On finding home, the place of comfort, peace and healing

While her first album, Syrian Dreams, was an expression of the trauma caused by the war in Syria, Finding Home conveys more universal sentiments. 

“With Syrian Dreams, it was the shock and huge loss of what was happening in Syria, knowing that I might never see my parents again and thinking that that world is gone and I didn’t get the chance to say bye to it, so it was very much attached to the idea of finding home in my homeland,” she says. “With this album, it’s more universal. It is a reflection of my journey, it’s about all of us finding home, finding that place of comfort, peace and healing, no matter how that will manifest, whether it is in a person, a journey, a loss or nature. The compositional journey is very different from the first one, and it feels much deeper. It became clear to me towards the end of the writing process, it is about finding home within myself, within my own spirituality.”
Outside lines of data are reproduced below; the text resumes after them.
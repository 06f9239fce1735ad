#![forbid(unsafe_code)]

//! G2 supplementary set: accented letters and a handful of symbols.
//!
//! The G2 set is reached through `SS2` (0x19). Diacritics are non-spacing:
//! `SS2 <diacritic> <letter>` produces one accented character. Symbols are
//! spacing: `SS2 <code>` produces the symbol directly.

/// Single shift to the G2 set.
pub const SS2: u8 = 0x19;

/// Replacement written for characters the terminal cannot display.
pub const SUBSTITUTE: u8 = b'?';

const GRAVE: u8 = 0x41;
const ACUTE: u8 = 0x42;
const CIRCUMFLEX: u8 = 0x43;
const DIAERESIS: u8 = 0x48;
const CEDILLA: u8 = 0x4B;

/// (accented char, diacritic code, base letter)
const ACCENTED: &[(char, u8, u8)] = &[
    ('à', GRAVE, b'a'),
    ('è', GRAVE, b'e'),
    ('ù', GRAVE, b'u'),
    ('á', ACUTE, b'a'),
    ('é', ACUTE, b'e'),
    ('í', ACUTE, b'i'),
    ('ó', ACUTE, b'o'),
    ('ú', ACUTE, b'u'),
    ('â', CIRCUMFLEX, b'a'),
    ('ê', CIRCUMFLEX, b'e'),
    ('î', CIRCUMFLEX, b'i'),
    ('ô', CIRCUMFLEX, b'o'),
    ('û', CIRCUMFLEX, b'u'),
    ('ä', DIAERESIS, b'a'),
    ('ë', DIAERESIS, b'e'),
    ('ï', DIAERESIS, b'i'),
    ('ö', DIAERESIS, b'o'),
    ('ü', DIAERESIS, b'u'),
    ('ç', CEDILLA, b'c'),
];

/// (symbol, G2 code)
const SYMBOLS: &[(char, u8)] = &[
    ('£', 0x23),
    ('§', 0x27),
    ('←', 0x2C),
    ('↑', 0x2D),
    ('→', 0x2E),
    ('↓', 0x2F),
    ('°', 0x30),
    ('±', 0x31),
    ('÷', 0x38),
    ('¼', 0x3C),
    ('½', 0x3D),
    ('¾', 0x3E),
    ('Œ', 0x6A),
    ('œ', 0x7A),
    ('ß', 0x7B),
];

/// Is `code` a non-spacing diacritic that expects a base letter?
#[inline]
#[must_use]
pub fn is_diacritic(code: u8) -> bool {
    matches!(code, GRAVE | ACUTE | CIRCUMFLEX | DIAERESIS | CEDILLA)
}

/// Append the byte encoding of `c` to `out`.
///
/// Printable ASCII is written as is, G2 characters through `SS2`, and
/// anything else as [`SUBSTITUTE`].
pub fn encode_char(c: char, out: &mut Vec<u8>) {
    if (' '..='~').contains(&c) {
        out.push(c as u8);
        return;
    }
    if let Some(&(_, diacritic, base)) = ACCENTED.iter().find(|(ch, _, _)| *ch == c) {
        out.extend_from_slice(&[SS2, diacritic, base]);
        return;
    }
    if let Some(&(_, code)) = SYMBOLS.iter().find(|(ch, _)| *ch == c) {
        out.extend_from_slice(&[SS2, code]);
        return;
    }
    out.push(SUBSTITUTE);
}

/// Decode a spacing G2 code.
#[must_use]
pub fn decode_symbol(code: u8) -> Option<char> {
    SYMBOLS.iter().find(|(_, c)| *c == code).map(|(ch, _)| *ch)
}

/// Decode a diacritic applied to a base letter.
///
/// Unknown combinations fall back to the bare letter, which is what the
/// terminal displays.
#[must_use]
pub fn decode_accented(diacritic: u8, base: u8) -> Option<char> {
    if !(0x20..0x7F).contains(&base) {
        return None;
    }
    let accented = ACCENTED
        .iter()
        .find(|(_, d, b)| *d == diacritic && *b == base)
        .map(|(ch, _, _)| *ch);
    Some(accented.unwrap_or(base as char))
}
The spirit of an ancient land expressed in a modern tongue

The 78-stringed qanun is a traditional instrument at the heart of the Arabic ensemble, and Youssef’s training was in classical Arabic music. Yet exposure to music from around the world from a young age, thanks to her father’s eclectic taste, has enabled Youssef to forge pathways into jazz, Western classical and Latin styles while remaining rooted in the classical Arabic tradition. 

The qanun is a traditional Middle Eastern stringed instrument.
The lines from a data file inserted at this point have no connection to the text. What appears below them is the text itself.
#![forbid(unsafe_code)]

//! Channel adapter.
//!
//! [`Terminal`] owns the duplex byte channel together with the [`Screen`]
//! and the [`Decoder`] that track it. Display operations go through
//! [`Terminal::screen_mut`] and reach the device on [`Terminal::flush`];
//! input is read and decoded by [`Terminal::poll_events`].
//!
//! A failed write leaves the device in an unknown state, so the screen's
//! tracked state is invalidated before the error is returned: the next
//! operation re-establishes mode and attributes from scratch.

use std::collections::VecDeque;
use std::io::{self, Read, Write};

use tracing::{debug, trace, warn};

use vtx_core::decoder::Decoder;
use vtx_core::event::{Event, KeyEvent};
#[cfg(feature = "image")]
use vtx_core::geometry::{Position, Size};
use vtx_core::identification::DeviceSpecs;
use vtx_core::protocol::ProtocolCommand;
use vtx_render::Screen;

#[cfg(feature = "forms")]
use vtx_extras::forms::{Effect, FormDefinition, FormOutcome, FormSession, Menu, apply_effects};
#[cfg(feature = "image")]
use vtx_extras::image::{CellGrid, ImageConverter};

use crate::config::TerminalConfig;
use crate::{Error, Result};

/// One videotex terminal on one duplex channel.
#[derive(Debug)]
pub struct Terminal<T> {
    channel: T,
    screen: Screen,
    decoder: Decoder,
    config: TerminalConfig,
    /// Decoded events not handed out yet.
    pending: VecDeque<Event>,
    read_buf: Vec<u8>,
    /// The last read returned end of stream.
    eof: bool,
    /// The last read would have blocked.
    would_block: bool,
}

impl<T: Read + Write> Terminal<T> {
    /// Wrap a channel with the default configuration.
    pub fn new(channel: T) -> Self {
        Self::with_config(channel, TerminalConfig::default())
    }

    pub fn with_config(channel: T, config: TerminalConfig) -> Self {
        Self {
            channel,
            screen: Screen::new(config.geometry),
            decoder: Decoder::new(config.keymap.clone()),
            read_buf: vec![0; config.read_chunk.max(1)],
            config,
            pending: VecDeque::new(),
            eof: false,
            would_block: false,
        }
    }

    #[must_use]
    pub fn config(&self) -> &TerminalConfig {
        &self.config
    }

    #[must_use]
    pub fn screen(&self) -> &Screen {
        &self.screen
    }

    /// Queue display operations; they are sent on the next flush.
    pub fn screen_mut(&mut self) -> &mut Screen {
        &mut self.screen
    }

    pub fn channel(&self) -> &T {
        &self.channel
    }

    pub fn channel_mut(&mut self) -> &mut T {
        &mut self.channel
    }

    /// Give back the channel. Unflushed output is dropped.
    pub fn into_inner(self) -> T {
        self.channel
    }

    // =========================================================================
    // Output
    // =========================================================================

    /// Send everything the screen has queued, in order.
    ///
    /// # Errors
    ///
    /// [`Error::Channel`] when the write fails. The screen state is then
    /// unknown and tracked as such.
    pub fn flush(&mut self) -> Result<()> {
        let bytes = self.screen.take_output();
        if bytes.is_empty() {
            return Ok(());
        }
        match self
            .channel
            .write_all(&bytes)
            .and_then(|()| self.channel.flush())
        {
            Ok(()) => {
                trace!(bytes = bytes.len(), "channel write");
                Ok(())
            }
            Err(err) => {
                warn!(error = %err, bytes = bytes.len(), "channel write failed");
                self.screen.invalidate();
                Err(Error::Channel(err))
            }
        }
    }

    /// Send a protocol-module command right away.
    pub fn send_protocol(&mut self, command: ProtocolCommand) -> Result<()> {
        self.screen.send_protocol(command);
        self.flush()
    }

    // =========================================================================
    // Input
    // =========================================================================

    /// Read once from the channel and return every event decoded so far.
    ///
    /// An empty result means the channel had nothing to offer (end of
    /// stream, timeout, or would-block); partial sequences stay buffered
    /// until a later call completes them.
    ///
    /// # Errors
    ///
    /// [`Error::Channel`] on any other read failure.
    pub fn poll_events(&mut self) -> Result<Vec<Event>> {
        self.fill()?;
        Ok(self.pending.drain(..).collect())
    }

    /// Next decoded event, reading from the channel when none is queued.
    ///
    /// Returns `None` when the channel had nothing to offer.
    pub fn next_event(&mut self) -> Result<Option<Event>> {
        if self.pending.is_empty() {
            self.fill()?;
        }
        Ok(self.pending.pop_front())
    }

    /// Next key event, skipping everything else.
    pub fn next_key(&mut self) -> Result<Option<KeyEvent>> {
        loop {
            if self.pending.is_empty() && self.fill()? == 0 {
                return Ok(None);
            }
            while let Some(event) = self.pending.pop_front() {
                if let Event::Key(key) = event {
                    return Ok(Some(key));
                }
            }
        }
    }

    /// One read; decoded events are queued. Returns the number of bytes read.
    fn fill(&mut self) -> Result<usize> {
        self.would_block = false;
        let n = match self.channel.read(&mut self.read_buf) {
            Ok(0) => {
                self.eof = true;
                0
            }
            Ok(n) => {
                self.eof = false;
                n
            }
            Err(err) if err.kind() == io::ErrorKind::WouldBlock => {
                self.would_block = true;
                0
            }
            Err(err)
                if matches!(
                    err.kind(),
                    io::ErrorKind::TimedOut | io::ErrorKind::Interrupted
                ) =>
            {
                0
            }
            Err(err) => {
                warn!(error = %err, "channel read failed");
                return Err(Error::Channel(err));
            }
        };
        for event in self.decoder.decode(&self.read_buf[..n]) {
            if let Event::Unknown(seq) = &event {
                trace!(sequence = %seq, "unknown sequence");
            }
            self.pending.push_back(event);
        }
        Ok(n)
    }

    /// Ask the device for its identification.
    ///
    /// Events arriving meanwhile stay queued for [`Terminal::next_event`].
    /// Returns `None` when no reply came within the configured number of
    /// reads.
    pub fn identify(&mut self) -> Result<Option<DeviceSpecs>> {
        self.send_protocol(ProtocolCommand::ENQ_ROM)?;
        for _ in 0..self.config.identify_reads {
            self.fill()?;
            if self.eof {
                break;
            }
            let found = self
                .pending
                .iter()
                .position(|e| matches!(e, Event::Identification(_)));
            if let Some(Event::Identification(specs)) = found.and_then(|i| self.pending.remove(i))
            {
                debug!(%specs, "device identified");
                return Ok(Some(specs));
            }
        }
        debug!(reads = self.config.identify_reads, "no identification reply");
        Ok(None)
    }

    /// Ask the device where its cursor is. The reply is a
    /// [`vtx_core::command::Command::MoveTo`] event.
    pub fn request_position(&mut self) -> Result<()> {
        self.screen.request_position();
        self.flush()
    }

    // =========================================================================
    // Images
    // =========================================================================

    /// Draw a converted grid with its top-left cell at `origin`.
    ///
    /// Nothing is sent when the grid does not fit.
    #[cfg(feature = "image")]
    pub fn render_grid(&mut self, grid: &CellGrid, origin: Position) -> Result<()> {
        grid.render(origin, &mut self.screen)?;
        self.flush()
    }

    /// Convert `image` to `size` cells with the configured palette and draw it.
    #[cfg(feature = "image")]
    pub fn render_image(
        &mut self,
        image: &image::DynamicImage,
        size: Size,
        origin: Position,
    ) -> Result<()> {
        let grid = ImageConverter::new(self.config.palette).convert(image, size)?;
        self.render_grid(&grid, origin)
    }

    // =========================================================================
    // Forms
    // =========================================================================

    /// Start a session on `definition` with the configured policy and style.
    #[cfg(feature = "forms")]
    pub fn open_form(&self, definition: FormDefinition) -> Result<FormSession> {
        Ok(FormSession::new(
            definition,
            self.config.geometry,
            self.config.form_policy,
            self.config.form_style,
        )?)
    }

    /// Draw the whole form.
    #[cfg(feature = "forms")]
    pub fn render_form(&mut self, session: &FormSession) -> Result<()> {
        apply_effects(&session.render(), &mut self.screen)?;
        self.flush()
    }

    /// Feed one key to `session` and send the resulting display changes.
    ///
    /// The effects are returned so the caller sees forwarded keys,
    /// validation failures, and the outcome.
    #[cfg(feature = "forms")]
    pub fn run_form_event(
        &mut self,
        session: &mut FormSession,
        key: KeyEvent,
    ) -> Result<Vec<Effect>> {
        let effects = session.handle(key);
        apply_effects(&effects, &mut self.screen)?;
        self.flush()?;
        if let Some(Effect::Finished(outcome)) = effects.last() {
            match outcome {
                FormOutcome::Submitted(data) => {
                    debug!(fields = data.values.len(), "form submitted");
                }
                FormOutcome::Cancelled => debug!("form cancelled"),
            }
        }
        Ok(effects)
    }

    /// Draw `session` and feed it keys until it ends.
    ///
    /// Meant for blocking channels or channels with a read timeout; timed-out
    /// reads are simply retried. A non-blocking channel gets control back on
    /// the first read that would block, with the session left as it was: keep
    /// feeding it with [`Terminal::run_form_event`] once input is ready.
    ///
    /// # Errors
    ///
    /// [`Error::Channel`] with [`io::ErrorKind::UnexpectedEof`] when the
    /// channel reaches end of stream first, or with
    /// [`io::ErrorKind::WouldBlock`] as described above.
    #[cfg(feature = "forms")]
    pub fn run_form(&mut self, session: &mut FormSession) -> Result<FormOutcome> {
        self.render_form(session)?;
        loop {
            let Some(key) = self.next_key()? else {
                if self.eof {
                    warn!("channel closed during form");
                    return Err(Error::Channel(io::ErrorKind::UnexpectedEof.into()));
                }
                if self.would_block {
                    return Err(Error::Channel(io::ErrorKind::WouldBlock.into()));
                }
                continue;
            };
            let effects = self.run_form_event(session, key)?;
            if let Some(Effect::Finished(outcome)) = effects.into_iter().last() {
                return Ok(outcome);
            }
        }
    }

    /// Show `menu` until a valid choice is submitted (`Some`, 1-based) or
    /// the menu is cancelled (`None`). Out-of-range entries beep and the menu
    /// is shown again.
    #[cfg(feature = "forms")]
    pub fn run_menu(&mut self, menu: &Menu) -> Result<Option<usize>> {
        loop {
            let mut session = menu.session(
                self.config.geometry,
                self.config.form_policy,
                self.config.form_style,
            )?;
            match self.run_form(&mut session)? {
                FormOutcome::Cancelled => return Ok(None),
                FormOutcome::Submitted(data) => {
                    if let Some(choice) = menu.choice(&data) {
                        return Ok(Some(choice));
                    }
                    self.screen.bell();
                }
            }
        }
    }
}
“I see myself as a tree. I am deeply rooted in this ancient tradition that goes back thousands of years, but at the same time, my branches are free to go wherever they want. In this album, I am using the spirit of my ancient land but in my own modern tongue in a way that is true to me because life is too short to try to fit into a box.”
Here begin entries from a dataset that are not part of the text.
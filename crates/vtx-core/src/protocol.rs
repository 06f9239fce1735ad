#![forbid(unsafe_code)]

//! Protocol-module sequences (`PRO1`, `PRO2`, `PRO3`).
//!
//! These address the terminal's internal modules rather than the screen:
//! ROM enquiry, reset, link speed programming, local echo, status requests.
//! Status replies come back as `PRO2` sequences whose last byte carries the
//! payload.

use std::fmt;

/// `ESC 0x39`: one argument byte follows.
pub const PRO1: u8 = 0x39;
/// `ESC 0x3A`: two argument bytes follow.
pub const PRO2: u8 = 0x3A;
/// `ESC 0x3B`: three argument bytes follow.
pub const PRO3: u8 = 0x3B;

const ENQROM: u8 = 0x7B;
const RESET: u8 = 0x7F;
const STATUS_TERMINAL: u8 = 0x70;
const STATUS_FUNCTIONAL: u8 = 0x72;
const STATUS_SPEED: u8 = 0x74;
const STATUS_PROTOCOL: u8 = 0x76;
const PROG: u8 = 0x6B;
const START: u8 = 0x69;
const STOP: u8 = 0x6A;
const OFF: u8 = 0x60;
const ON: u8 = 0x61;
const MODULE_SCREEN: u8 = 0x58;
const MODULE_MODEM: u8 = 0x5A;
const ROLL: u8 = 0x43;

/// `PRO2` arguments selecting the mixed mode.
pub const MIXED: u8 = 0x32;
/// Videotex to mixed.
pub const MIXED_ENTER: u8 = 0x7D;
/// Mixed back to videotex.
pub const MIXED_LEAVE: u8 = 0x7E;

/// A protocol-module command with its argument bytes.
#[derive(Debug, Clone, Copy, PartialEq, Eq, Hash)]
pub enum ProtocolCommand {
    Pro1(u8),
    Pro2(u8, u8),
    Pro3(u8, u8, u8),
}

impl ProtocolCommand {
    /// Ask the terminal for its ROM identification.
    pub const ENQ_ROM: Self = Self::Pro1(ENQROM);
    /// Soft reset.
    pub const RESET: Self = Self::Pro1(RESET);
    /// Terminal status request.
    pub const STATUS_TERMINAL: Self = Self::Pro1(STATUS_TERMINAL);
    /// Functional status request (caps lock, roll, width).
    pub const STATUS_FUNCTIONAL: Self = Self::Pro1(STATUS_FUNCTIONAL);
    /// Link speed status request.
    pub const STATUS_SPEED: Self = Self::Pro1(STATUS_SPEED);
    /// Protocol status request.
    pub const STATUS_PROTOCOL: Self = Self::Pro1(STATUS_PROTOCOL);

    /// Program both link directions to `speed`.
    #[must_use]
    pub const fn set_speed(speed: LinkSpeed) -> Self {
        let code = speed.code();
        Self::Pro2(PROG, 0x40 | (code << 3) | code)
    }

    /// Toggle the local echo of keyboard input to the screen.
    #[must_use]
    pub const fn echo(on: bool) -> Self {
        Self::Pro3(if on { ON } else { OFF }, MODULE_SCREEN, 0x52)
    }

    /// Toggle roll (scroll) mode on the screen module.
    #[must_use]
    pub const fn roll(on: bool) -> Self {
        Self::Pro2(if on { START } else { STOP }, ROLL)
    }

    /// Connect or disconnect the modem.
    #[must_use]
    pub const fn modem(connect: bool) -> Self {
        Self::Pro1(if connect { 0x68 } else { 0x67 })
    }

    /// Route the modem output to the screen (used by echo setups).
    #[must_use]
    pub const fn modem_to_screen(on: bool) -> Self {
        Self::Pro3(if on { ON } else { OFF }, MODULE_SCREEN, MODULE_MODEM)
    }

    /// Total encoded length, `ESC` included.
    #[must_use]
    pub const fn len(&self) -> usize {
        match self {
            Self::Pro1(_) => 3,
            Self::Pro2(..) => 4,
            Self::Pro3(..) => 5,
        }
    }

    /// Always false: every protocol command carries at least one argument.
    #[must_use]
    pub const fn is_empty(&self) -> bool {
        false
    }

    /// Append the encoded bytes to `out`.
    pub fn encode(&self, out: &mut Vec<u8>) {
        const ESC: u8 = 0x1B;
        match *self {
            Self::Pro1(a) => out.extend_from_slice(&[ESC, PRO1, a]),
            Self::Pro2(a, b) => out.extend_from_slice(&[ESC, PRO2, a, b]),
            Self::Pro3(a, b, c) => out.extend_from_slice(&[ESC, PRO3, a, b, c]),
        }
    }
}

/// Supported serial link speeds.
#[derive(Debug, Clone, Copy, PartialEq, Eq, Hash, PartialOrd, Ord)]
pub enum LinkSpeed {
    B75,
    B300,
    B1200,
    B4800,
    B9600,
}

impl LinkSpeed {
    pub const ALL: [LinkSpeed; 5] = [
        LinkSpeed::B75,
        LinkSpeed::B300,
        LinkSpeed::B1200,
        LinkSpeed::B4800,
        LinkSpeed::B9600,
    ];

    /// Protocol speed code.
    #[must_use]
    pub const fn code(self) -> u8 {
        match self {
            Self::B75 => 1,
            Self::B300 => 2,
            Self::B1200 => 4,
            Self::B4800 => 6,
            Self::B9600 => 7,
        }
    }

    #[must_use]
    pub const fn baud(self) -> u32 {
        match self {
            Self::B75 => 75,
            Self::B300 => 300,
            Self::B1200 => 1200,
            Self::B4800 => 4800,
            Self::B9600 => 9600,
        }
    }

    #[must_use]
    pub fn from_code(code: u8) -> Option<Self> {
        Self::ALL.into_iter().find(|s| s.code() == code)
    }

    #[must_use]
    pub fn from_baud(baud: u32) -> Option<Self> {
        Self::ALL.into_iter().find(|s| s.baud() == baud)
    }

    /// Decode the payload of a speed status reply into (send, receive).
    #[must_use]
    pub fn from_status(byte: u8) -> (Option<Self>, Option<Self>) {
        (Self::from_code((byte >> 3) & 7), Self::from_code(byte & 7))
    }
}

impl fmt::Display for LinkSpeed {
    fn fmt(&self, f: &mut fmt::Formatter<'_>) -> fmt::Result {
        write!(f, "{} bd", self.baud())
    }
}

/// Payload of a functional status reply.
#[derive(Debug, Clone, Copy, PartialEq, Eq)]
pub struct FunctionalStatus {
    pub caps_lock: bool,
    pub roll: bool,
    /// Screen width in columns.
    pub width: u8,
}

impl FunctionalStatus {
    #[must_use]
    pub const fn from_byte(byte: u8) -> Self {
        Self {
            caps_lock: byte & 0x08 == 0,
            roll: byte & 0x02 != 0,
            width: if byte & 0x01 != 0 { 80 } else { 40 },
        }
    }
}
To Youssef, the readiness to surrender to various influences and inspirations, even unexpected ones, is an important aspect of her creative process. Commissioned by the British Museum, Youssef composed Soul Fever as a response to the recent exhibition,  Reflections: Contemporary art of the Middle East and North Africa, coinciding with Refugees Week. In particular, she was inspired by a drawing by the artist Samira Abbassy, titled Unravelling, a portrait of a figure with names of famous composers and songs written on her dress as a pattern. 
“My immediate response was ‘great, I have a very easy entry into the composition.’ So I went home and played sections of those famous songs, but I tried and tried, and it just didn’t work. I was like, okay, I surrendered control, just listened, and the result was Soul Fever. It came when I really listened to whatever the painting was trying to tell me. I wrote the whole thing in four hours after trying for a week.”

“I pray for my music to be an instrument for peace and a tool for healing”

Having come to the UK in 2012 under the British government’s Exceptional Talent scheme, Youssef considers herself lucky that she has been able to pursue her musical career in a safe environment, and she hopes those less fortunate can find consolation in her music. “I pray before writing music. I pray for my music to be an instrument for peace and a tool for healing.” 

One of her compositions in the album, Lullaby, is dedicated to those who had to flee their homes for a better life. “It is inspired by an image I’ve seen of a Syrian mother holding her baby with a bomb blast in the background. She is leaving everything and there are people pushing things in front of her. They are in that bubble of hope. She is blocking everything and singing to that baby as if the bomb blast and all the madness around did not exist. She is just holding on to that hope because without that, we can’t survive. Hopefully, by the grace of God and the grace of earth angels, they can find their way to making a new home.”

Finding Home is scheduled to be released in spring 2022, complete with a UK national tour and a two-day Syrian music festival curated by Youssef at Wiltshire Music Centre, London, which will feature concerts, talks and workshops for refugee communities.